Exercise instructions:
When you reach the line containing "use std::env;" in the data below, begin returning lines exactly as written, and stop once the line containing "on every route" has been returned.

Records supplied:
//! Layered configuration: defaults, then the TOML file, then `TETHER__*` env vars.

use anyhow::{Context, Result, anyhow};
use config::{Config, Environment, File, FileFormat};
use log::info;
use serde::{Deserialize, Serialize};
use std::collections::HashMap;
use std::env;
use std::fs;
use std::path::{Path, PathBuf};
use std::time::Duration;

use crate::backend::SupervisorConfig;
use crate::queue::{DirectConfig, DirectMode};

pub const APP_NAME: &str = "tether";

const ENV_PREFIX: &str = "TETHER";

#[derive(Debug, Clone, Default, Serialize, Deserialize)]
#[serde(default)]
pub struct AppConfig {
    pub server: ServerSettings,
    pub logging: LoggingSettings,
    pub database: DatabaseSettings,
    pub discovery: DiscoverySettings,
    pub liveness: LivenessSettings,
    pub backend: BackendSettings,
    pub invocation: InvocationSettings,
    pub direct: DirectSettings,
}

#[derive(Debug, Clone, Serialize, Deserialize)]
#[serde(default)]
pub struct ServerSettings {
    pub host: String,
    pub port: u16,
    /// Required in `X-Internal-Secret` on every route but `/health` when set.
    #[serde(skip_serializing_if = "Option::is_none")]
    pub internal_secret: Option<String>,
    pub cors_origins: Vec<String>,
}

impl Default for ServerSettings {
    fn default() -> Self {
        Self {
            host: "127.0.0.1".to_string(),
            port: 8765,
            internal_secret: None,
            cors_origins: Vec::new(),
        }
    }
}

#[derive(Debug, Clone, Serialize, Deserialize)]
#[serde(default)]
pub struct LoggingSettings {
    pub level: String,
    pub json: bool,
}

impl Default for LoggingSettings {
    fn default() -> Self {
        Self {
            level: "info".to_string(),
            json: false,
        }
    }
}

#[derive(Debug, Clone, Default, Serialize, Deserialize)]
#[serde(default)]
pub struct DatabaseSettings {
    /// SQLite file. Defaults to `$XDG_DATA_HOME/tether/tether.db`.
    #[serde(skip_serializing_if = "Option::is_none")]
    pub path: Option<String>,
    /// Keep everything in memory; nothing survives a restart.
    pub ephemeral: bool,
}

#[derive(Debug, Clone, Serialize, Deserialize)]
#[serde(default)]
pub struct DiscoverySettings {
    /// Fixed CLI server URL. When unset the server is located with `lsof`.
    #[serde(skip_serializing_if = "Option::is_none")]
    pub server_url: Option<String>,
    pub max_pid_hops: usize,
    pub process_timeout_secs: u64,
    pub probe_timeout_secs: u64,
    /// Registry entries older than this are ignored.
    pub registry_max_age_hours: i64,
}

impl Default for DiscoverySettings {
    fn default() -> Self {
        Self {
            server_url: None,
            max_pid_hops: 20,
            process_timeout_secs: 3,
            probe_timeout_secs: 5,
            registry_max_age_hours: 720,
        }
    }
}

#[derive(Debug, Clone, Serialize, Deserialize)]
#[serde(default)]
pub struct LivenessSettings {
    pub probe_timeout_secs: u64,
    pub ghost_refresh_secs: u64,
}

impl Default for LivenessSettings {
    fn default() -> Self {
        Self {
            probe_timeout_secs: 5,
            ghost_refresh_secs: 30,
        }
    }
}

#[derive(Debug, Clone, Serialize, Deserialize)]
#[serde(default)]
pub struct BackendSettings {
    /// Supervise a persistent `opencode serve`. When off, only subprocesses are used.
    pub opencode_server: bool,
    pub port: u16,
    #[serde(skip_serializing_if = "Option::is_none")]
    pub working_dir: Option<String>,
    pub health_timeout_secs: u64,
    pub start_timeout_secs: u64,
    pub session_timeout_secs: u64,
    pub stop_grace_secs: u64,
    pub watchdog_interval_secs: u64,
    /// Explicit CLI binaries by type name (`opencode`, `claude`, `codex`).
    pub cli_paths: HashMap<String, String>,
}

impl Default for BackendSettings {
    fn default() -> Self {
        Self {
            opencode_server: true,
            port: 4096,
            working_dir: None,
            health_timeout_secs: 5,
            start_timeout_secs: 60,
            session_timeout_secs: 30,
            stop_grace_secs: 5,
            watchdog_interval_secs: 30,
            cli_paths: HashMap::new(),
        }
    }
}

impl BackendSettings {
    pub fn supervisor_config(&self) -> Result<SupervisorConfig> {
        let working_dir = self
            .working_dir
            .as_deref()
            .map(expand_str_path)
            .transpose()?;
        Ok(SupervisorConfig {
            port: self.port,
            working_dir,
            health_timeout: Duration::from_secs(self.health_timeout_secs),
            start_timeout: Duration::from_secs(self.start_timeout_secs),
            session_timeout: Duration::from_secs(self.session_timeout_secs),
            stop_grace: Duration::from_secs(self.stop_grace_secs),
            watchdog_interval: Duration::from_secs(self.watchdog_interval_secs),
            ..Default::default()
        })
    }
}

#[derive(Debug, Clone, Serialize, Deserialize)]
#[serde(default)]
pub struct InvocationSettings {
    pub prompt_timeout_secs: u64,
}

impl Default for InvocationSettings {
    fn default() -> Self {
        Self {
            prompt_timeout_secs: 10,
        }
    }
}

#[derive(Debug, Clone, Serialize, Deserialize)]
#[serde(default)]
pub struct DirectSettings {
    pub mode: DirectMode,
    pub poll_interval_ms: u64,
    pub smart_pull_wait_secs: u64,
    pub fallback_timeout_secs: u64,
    pub max_age_secs: u64,
    pub sweep_interval_secs: u64,
}

impl Default for DirectSettings {
    fn default() -> Self {
        Self {
            mode: DirectMode::Auto,
            poll_interval_ms: 2000,
            smart_pull_wait_secs: 45,
            fallback_timeout_secs: 180,
            max_age_secs: 300,
            sweep_interval_secs: 60,
        }
    }
}

impl DirectSettings {
    pub fn queue_config(&self) -> DirectConfig {
        DirectConfig {
            poll_interval: Duration::from_millis(self.poll_interval_ms),
            smart_pull_wait: Duration::from_secs(self.smart_pull_wait_secs),
            fallback_timeout: Duration::from_secs(self.fallback_timeout_secs),
            max_age: Duration::from_secs(self.max_age_secs),
            sweep_interval: Duration::from_secs(self.sweep_interval_secs),
        }
    }
}

impl AppConfig {
    /// Load `path` (or the default location), creating a default file when missing.
    pub fn load_or_init(path: Option<&Path>) -> Result<(Self, PathBuf)> {
        let path = match path {
            Some(p) => p.to_path_buf(),
            None => default_config_file()?,
        };
        if !path.exists() {
            write_default_config(&path)?;
            info!("wrote default config to {}", path.display());
        }
        let config = Self::load_from(&path, None)?;
        Ok((config, path))
    }

    /// Layer `path` and the environment over the defaults.
    ///
    /// `env_source` replaces the process environment, for tests.
    pub fn load_from(path: &Path, env_source: Option<HashMap<String, String>>) -> Result<Self> {
        let built = Config::builder()
            .add_source(File::from(path).format(FileFormat::Toml).required(false))
            .add_source(
                Environment::with_prefix(ENV_PREFIX)
                    .separator("__")
                    .source(env_source),
            )
            .build()
            .with_context(|| format!("reading config from {}", path.display()))?;
        let config: AppConfig = built
            .try_deserialize()
            .context("parsing configuration")?;
        Ok(config)
    }

    pub fn database_path(&self) -> Result<PathBuf> {
        match &self.database.path {
            Some(path) => expand_str_path(path),
            None => Ok(default_data_dir()?.join("tether.db")),
        }
    }

    /// CLI binaries given explicitly in `backend.cli_paths`, expanded.
    pub fn cli_paths(&self) -> Result<HashMap<crate::agent::AgentType, PathBuf>> {
        let mut out = HashMap::new();
        for (name, path) in &self.backend.cli_paths {
            let cli = name
                .parse()
                .map_err(|e: String| anyhow!("backend.cli_paths: {e}"))?;
            out.insert(cli, expand_str_path(path)?);
        }
        Ok(out)
    }
}

pub fn write_default_config(path: &Path) -> Result<()> {
    if let Some(parent) = path.parent() {
        fs::create_dir_all(parent)
            .with_context(|| format!("creating config directory {parent:?}"))?;
    }

    let config = AppConfig::default();
    let toml = toml::to_string_pretty(&config).context("serializing default config to TOML")?;
    let mut body = format!("# Configuration for {APP_NAME}\n# File: {}\n\n", path.display());
    body.push_str(&toml);
    fs::write(path, body).with_context(|| format!("writing config file to {}", path.display()))
}

pub fn expand_str_path(text: &str) -> Result<PathBuf> {
    let expanded = shellexpand::full(text).context("expanding path")?;
    Ok(PathBuf::from(expanded.to_string()))
}

pub fn default_config_file() -> Result<PathBuf> {
    Ok(default_config_dir()?.join("config.toml"))
}

pub fn default_config_dir() -> Result<PathBuf> {
    if let Some(dir) = env::var_os("XDG_CONFIG_HOME").filter(|v| !v.is_empty()) {
        return Ok(PathBuf::from(dir).join(APP_NAME));
    }

    if let Some(dir) = dirs::config_dir() {
        return Ok(dir.join(APP_NAME));
    }

    dirs::home_dir()
        .map(|home| home.join(".config").join(APP_NAME))
        .ok_or_else(|| anyhow!("unable to determine configuration directory"))
}

pub fn default_data_dir() -> Result<PathBuf> {
    if let Some(dir) = env::var_os("XDG_DATA_HOME").filter(|v| !v.is_empty()) {
        return Ok(PathBuf::from(dir).join(APP_NAME));
    }

    if let Some(dir) = dirs::data_dir() {
        return Ok(dir.join(APP_NAME));
    }

    dirs::home_dir()
        .map(|home| home.join(".local").join("share").join(APP_NAME))
        .ok_or_else(|| anyhow!("unable to determine data directory"))
}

Response:
use std::env;
use std::fs;
use std::path::{Path, PathBuf};
use std::time::Duration;

use crate::backend::SupervisorConfig;
use crate::queue::{DirectConfig, DirectMode};

pub const APP_NAME: &str = "tether";

const ENV_PREFIX: &str = "TETHER";

#[derive(Debug, Clone, Default, Serialize, Deserialize)]
#[serde(default)]
pub struct AppConfig {
    pub server: ServerSettings,
    pub logging: LoggingSettings,
    pub database: DatabaseSettings,
    pub discovery: DiscoverySettings,
    pub liveness: LivenessSettings,
    pub backend: BackendSettings,
    pub invocation: InvocationSettings,
    pub direct: DirectSettings,
}

#[derive(Debug, Clone, Serialize, Deserialize)]
#[serde(default)]
pub struct ServerSettings {
    pub host: String,
    pub port: u16,
    /// Required in `X-Internal-Secret` on every route but `/health` when set.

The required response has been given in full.